Après avoir exigé un prix basé essentiellement sur des données et des plans fournis par ses professionnels experts dans leur domaine, il paraît déraisonnable et contraire à l’obligation générale de bonne foi de dénuer de tout effet l’obligation de renseignement ainsi assumée à l’égard des contractants. C’est donc à bon droit que le juge a décidé que la clause 11.2.1 devait être écartée[61].

Le critère de l’écart par rapport au droit commun, aux dispositions supplétives du Code civil a également été décisif dans plusieurs autres affaires.

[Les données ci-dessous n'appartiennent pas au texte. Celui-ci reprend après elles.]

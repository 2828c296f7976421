//! Per-viewer delivery channel
//!
//! A viewer owns a bounded FIFO of serialized envelopes. The hub holds the
//! [`ClientHandle`] (enqueue side); the connection task holds the
//! [`ClientQueue`] and runs [`run_drain_loop`] against its transport.

use async_trait::async_trait;
use bytes::Bytes;
use std::fmt;
use std::time::Duration;
use tokio::sync::mpsc;
use tokio::time::timeout;
use tokio_util::sync::CancellationToken;
use tracing::{debug, warn};

/// Deadline for a single frame write
pub const DEFAULT_WRITE_TIMEOUT: Duration = Duration::from_secs(10);

/// Identifier of a connected viewer
#[derive(Debug, Clone, PartialEq, Eq, Hash)]
pub struct ClientId(String);

impl ClientId {
    #[must_use]
    pub fn new() -> Self {
        Self(nanoid::nanoid!(12))
    }

    #[must_use]
    pub fn as_str(&self) -> &str {
        &self.0
    }
}

impl Default for ClientId {
    fn default() -> Self {
        Self::new()
    }
}

impl fmt::Display for ClientId {
    fn fmt(&self, f: &mut fmt::Formatter<'_>) -> fmt::Result {
        f.write_str(&self.0)
    }
}

/// Enqueue side of a viewer's outbound queue
#[derive(Debug)]
pub struct ClientHandle {
    id: ClientId,
    queue: mpsc::Sender<Bytes>,
}

impl ClientHandle {
    #[must_use]
    pub const fn id(&self) -> &ClientId {
        &self.id
    }

    /// Non-blocking enqueue. Returns `false` when the frame was not accepted:
    /// the queue is full (frame dropped for this viewer only) or the drain
    /// side is gone.
    pub fn send(&self, frame: Bytes) -> bool {
        self.queue.try_send(frame).is_ok()
    }

    /// Whether the drain side has been dropped
    #[must_use]
    pub fn is_closed(&self) -> bool {
        self.queue.is_closed()
    }
}

/// Drain side of a viewer's outbound queue
#[derive(Debug)]
pub struct ClientQueue {
    id: ClientId,
    rx: mpsc::Receiver<Bytes>,
}

impl ClientQueue {
    #[must_use]
    pub const fn id(&self) -> &ClientId {
        &self.id
    }

    /// Next frame; `None` once every handle is dropped and the queue is empty
    pub async fn recv(&mut self) -> Option<Bytes> {
        self.rx.recv().await
    }

    pub fn try_recv(&mut self) -> Option<Bytes> {
        self.rx.try_recv().ok()
    }
}

/// Create a viewer's outbound queue with the given capacity
#[must_use]
pub fn channel(capacity: usize) -> (ClientHandle, ClientQueue) {
    let (tx, rx) = mpsc::channel(capacity);
    let id = ClientId::new();
    (
        ClientHandle {
            id: id.clone(),
            queue: tx,
        },
        ClientQueue { id, rx },
    )
}

/// Transport a drain loop writes frames to
#[async_trait]
pub trait FrameSink: Send {
    async fn send_frame(&mut self, frame: Bytes) -> anyhow::Result<()>;

    /// Best-effort close of the underlying connection
    async fn close(&mut self);
}

/// Why a drain loop stopped
#[derive(Debug, Clone, Copy, PartialEq, Eq)]
pub enum DrainExit {
    /// Connection scope or server shut down
    Cancelled,
    /// The hub dropped this viewer (unregister or hub shutdown)
    QueueClosed,
    WriteFailed,
    TimedOut,
}

/// Write queued frames to `sink` until cancelled, the queue closes, or a
/// write fails or exceeds `write_timeout`. The sink is closed on exit.
pub async fn run_drain_loop<S: FrameSink>(
    mut queue: ClientQueue,
    mut sink: S,
    write_timeout: Duration,
    cancel: CancellationToken,
) -> DrainExit {
    let exit = loop {
        let frame = tokio::select! {
            biased;
            () = cancel.cancelled() => break DrainExit::Cancelled,
            frame = queue.recv() => match frame {
                Some(frame) => frame,
                None => break DrainExit::QueueClosed,
            },
        };

        match timeout(write_timeout, sink.send_frame(frame)).await {
            Ok(Ok(())) => {}
            Ok(Err(e)) => {
                warn!(client_id = %queue.id(), error = %e, "Write to viewer failed");
                break DrainExit::WriteFailed;
            }
            Err(_) => {
                warn!(
                    client_id = %queue.id(),
                    timeout_secs = write_timeout.as_secs(),
                    "Write to viewer timed out"
                );
                break DrainExit::TimedOut;
            }
        }
    };

    sink.close().await;
    debug!(client_id = %queue.id(), exit = ?exit, "Drain loop stopped");
    exit
}
use bytes::Bytes;
use serde::{Deserialize, Serialize};

use super::event::ChangeEvent;

/// Wire message pushed to every viewer
///
/// Serialized as `{"type": "...", "data": {...}}`. Readers dispatch on `type`.
#[derive(Debug, Clone, PartialEq, Eq, Serialize, Deserialize)]
#[serde(tag = "type", content = "data", rename_all = "snake_case")]
pub enum Envelope {
    KeyEvent(ChangeEvent),
    Stats(StatsSnapshot),
    Status(LiveStatus),
}

/// Periodic store health numbers
#[derive(Debug, Clone, Default, PartialEq, Eq, Serialize, Deserialize)]
#[serde(rename_all = "camelCase")]
pub struct StatsSnapshot {
    pub db_size: i64,
    pub used_memory: i64,
    pub used_memory_human: String,
    pub notifications_on: bool,
}

/// Whether the notification pipeline is live; `msg` is empty when there is nothing to add
#[derive(Debug, Clone, PartialEq, Eq, Serialize, Deserialize)]
pub struct LiveStatus {
    pub live: bool,
    #[serde(default)]
    pub msg: String,
}

impl Envelope {
    pub fn status(live: bool, msg: impl Into<String>) -> Self {
        Self::Status(LiveStatus {
            live,
            msg: msg.into(),
        })
    }

    /// Discriminant as it appears on the wire
    #[must_use]
    pub const fn kind(&self) -> &'static str {
        match self {
            Self::KeyEvent(_) => "key_event",
            Self::Stats(_) => "stats",
            Self::Status(_) => "status",
        }
    }

    /// Serialize into a frame that can be shared by every viewer without copying
    pub fn to_frame(&self) -> crate::Result<Bytes> {
        Ok(Bytes::from(serde_json::to_vec(self)?))
    }
}

impl From<ChangeEvent> for Envelope {
    fn from(event: ChangeEvent) -> Self {
        Self::KeyEvent(event)
    }
}

impl From<StatsSnapshot> for Envelope {
    fn from(stats: StatsSnapshot) -> Self {
        Self::Stats(stats)
    }
}
//! Live view toggle endpoints
//!
//! The only way the HTTP layer touches the subscription lifecycle.

use axum::{extract::State, Json};
use serde::{Deserialize, Serialize};
use tracing::info;

use crate::http::error::AppResult;
use crate::http::AppState;

/// GET /api/notifications response
#[derive(Debug, Serialize, Deserialize, PartialEq, Eq)]
pub struct NotificationStatus {
    pub live: bool,
    pub clients: usize,
}

/// Response for enable / disable
#[derive(Debug, Serialize, Deserialize, PartialEq, Eq)]
pub struct ToggleResponse {
    pub live: bool,
    /// False when the requested state already held
    pub changed: bool,
}

/// GET /api/notifications - Current live state and viewer count
pub async fn get_status(State(state): State<AppState>) -> Json<NotificationStatus> {
    Json(NotificationStatus {
        live: state.controller.is_enabled(),
        clients: state.hub.client_count().await,
    })
}

/// POST /api/notifications/enable
pub async fn enable(State(state): State<AppState>) -> AppResult<Json<ToggleResponse>> {
    let changed = state.controller.enable().await?;
    info!(changed = changed, "Live view enable requested");

    Ok(Json(ToggleResponse {
        live: state.controller.is_enabled(),
        changed,
    }))
}

/// POST /api/notifications/disable
pub async fn disable(State(state): State<AppState>) -> Json<ToggleResponse> {
    let changed = state.controller.disable().await;
    info!(changed = changed, "Live view disable requested");

    Json(ToggleResponse {
        live: state.controller.is_enabled(),
        changed,
    })
}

Ainsi, la clause d’un contrat de distribution de cartes d’autobus qui rendait le revendeur responsable de la perte des cartes, même en cas de force majeure, a été jugée abusive[62], de même qu’un contrat de location de voiture qui prétendait rendre le locataire responsable de tout dommage subi par le véhicule même s’il y avait cas fortuit ou force majeure[63]. Une clause d’un contrat de construction prétendant rendre l’entrepreneur responsable de dommages subis par l’ouvrage même après que le client en sera devenu propriétaire a été annulée, notamment parce qu’elle s’écartait des règles prévues par les articles 950 et 2115 C.c.Q.[64] La clause d’un contrat de construction qui libérait le donneur d’ouvrage de l’obligation de verser des intérêts sur les paiements en retard a également été jugée abusive[65]. C’est ce critère qui semble également avoir été appliqué dans une affaire récente impliquant une clause d’arbitrage dans un contrat de services de téléphonie cellulaire[66]. Constatant que cette clause avait pour effet de priver le consommateur de l’accès à la Division des petites créances de la Cour du Québec, pour y substituer un arbitrage privé « payant », le tribunal, cachant mal son indignation devant un tel procédé, a sommairement déclaré la clause invalide. Le jugement ne fait pas mention de l’arrêt Dell de la Cour suprême, où les juges avaient exprimé des doutes quant au caractère abusif de telles clauses[67].

Certains jugements se fondent plutôt sur la dérogation aux « obligations essentielles » du contrat. Ce concept, d’ailleurs mentionné à l’article 1437, semble se référer aux obligations les plus caractéristiques du contrat en cause. Si une clause accessoire a pour effet de miner ces obligations essentielles, elle pourrait être jugée abusive.

Par exemple, une clause du contrat de transport aérien imposé par Air Canada à ses passagers prétendait exonérer la compagnie en cas de correspondance manquée, sans qu’elle ait à prouver une situation s’apparentant à la force majeure. La Cour du Québec a jugé cette clause abusive, se fondant sur les arguments suivants :

La clause abusive peut l’être à divers titres notamment parce qu’elle va à l’encontre de ce que la partie la plus vulnérable au contrat pouvait escompter.

À moins d’une raison majeure ou des motifs de force majeure cette clause paraît déraisonnable parce qu’elle ne répond pas à l’obligation essentielle découlant du contrat soit d’assurer la correspondance entre les vols aériens jusqu’à destination[68].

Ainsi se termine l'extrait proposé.